In Sophia’s iDiary, she writes:
‘ Why can’t I be like the other people around me? Like the Mono housewife who lives next door
with her cat and husband. Who wakes up cheerful most mornings. Ready to begin
yet another page of her life. Emotionally untainted by the previous pages.
Blissful in her selective ignorance.
She isn’t a
prisoner of her unwanted past.
Will I ever be
free from bad memories? Free of the traumas clogging my mind. Swamping it .
Weighing it down. Free of the baggage of memory. The burden of remembering.
Free of knowing what I do not wish to know. ‘
Sophia also writes in her iDiary ,
' Yet bad memories have a stubborn tendency to stick around. The god-awful ones.
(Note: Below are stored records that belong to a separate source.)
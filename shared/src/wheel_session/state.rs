use serde::{Deserialize, Serialize};

use crate::constants::{winning_prize_message, NO_ATTEMPTS_LEFT, PRIZE_FETCH_ERROR, TRY_NEXT_TIME};

#[derive(Debug, Clone, Copy, PartialEq, Eq, Hash, Serialize, Deserialize)]
#[serde(rename_all = "lowercase")]
pub enum MessageKind {
    Success,
    Error,
    Default,
}

#[derive(Debug, Clone, PartialEq, Eq, Serialize, Deserialize)]
pub struct ResultMessage {
    pub text: String,
    pub kind: MessageKind,
}

impl ResultMessage {
    pub fn new(text: impl Into<String>, kind: MessageKind) -> Self {
        Self {
            text: text.into(),
            kind,
        }
    }

    /// Blank message used to wipe the process line when a spin starts.
    pub fn cleared() -> Self {
        Self::new("", MessageKind::Default)
    }

    pub fn try_next_time() -> Self {
        Self::new(TRY_NEXT_TIME, MessageKind::Error)
    }

    pub fn prize_won(prize: &str) -> Self {
        Self::new(winning_prize_message(prize), MessageKind::Success)
    }

    pub fn prize_unavailable() -> Self {
        Self::new(PRIZE_FETCH_ERROR, MessageKind::Error)
    }

    pub fn attempts_exhausted() -> Self {
        Self::new(NO_ATTEMPTS_LEFT, MessageKind::Success)
    }

    pub fn is_empty(&self) -> bool {
        self.text.is_empty()
    }
}

/// Where the session currently is. Replaced wholesale on every transition.
#[derive(Debug, Clone, PartialEq)]
pub enum SessionState {
    AwaitingLogin,
    Playing { attempts_left: u32, is_spinning: bool },
    SpinAnimating { attempts_left: u32, chosen_segment: u32 },
    Result { attempts_left: u32, message: ResultMessage },
}

impl SessionState {
    pub fn name(&self) -> &'static str {
        match self {
            Self::AwaitingLogin => "awaiting_login",
            Self::Playing { .. } => "playing",
            Self::SpinAnimating { .. } => "spin_animating",
            Self::Result { .. } => "result",
        }
    }

    pub fn attempts_left(&self) -> Option<u32> {
        match self {
            Self::AwaitingLogin => None,
            Self::Playing { attempts_left, .. }
            | Self::SpinAnimating { attempts_left, .. }
            | Self::Result { attempts_left, .. } => Some(*attempts_left),
        }
    }

    pub fn message(&self) -> Option<&ResultMessage> {
        match self {
            Self::Result { message, .. } => Some(message),
            _ => None,
        }
    }

    /// States the wheel is visible in and idle.
    pub(crate) fn is_on_wheel(&self) -> bool {
        matches!(self, Self::Playing { .. } | Self::Result { .. })
    }
}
They refuse to travel down the fuzzy route. They creep back into my mind at the most inaopportune moments. They haunt me in the middle of the night. '
In the story, the Monos and the Duos live in a
world where technology defines them.
‘Technology defines us, whether we like it or not. These
days, we are utterly dependent on external devices as repositories of facts,
assumptions, and memories. We are but the sum total of our digital presence. We
are but the sum total of our digital presence. We use iDiaries and social media
networks to define and delude ourselves because they contain what we prefer to
remember. What we want the outer world to see. Yet our carefully curated public
personae frequently bear like resemblance to our true inner selves. The two
faces of our remembered lives are disparate and often contradictory.
----“The Curse of Modern Technology”
The Guardian, 2 April 2015'
Yesterday is a page turner. I like it
because the story is about love between two people even though their union is disapproved
by the society they live in. It is also about memories and what we choose to believe and things that we could remember but must forget.....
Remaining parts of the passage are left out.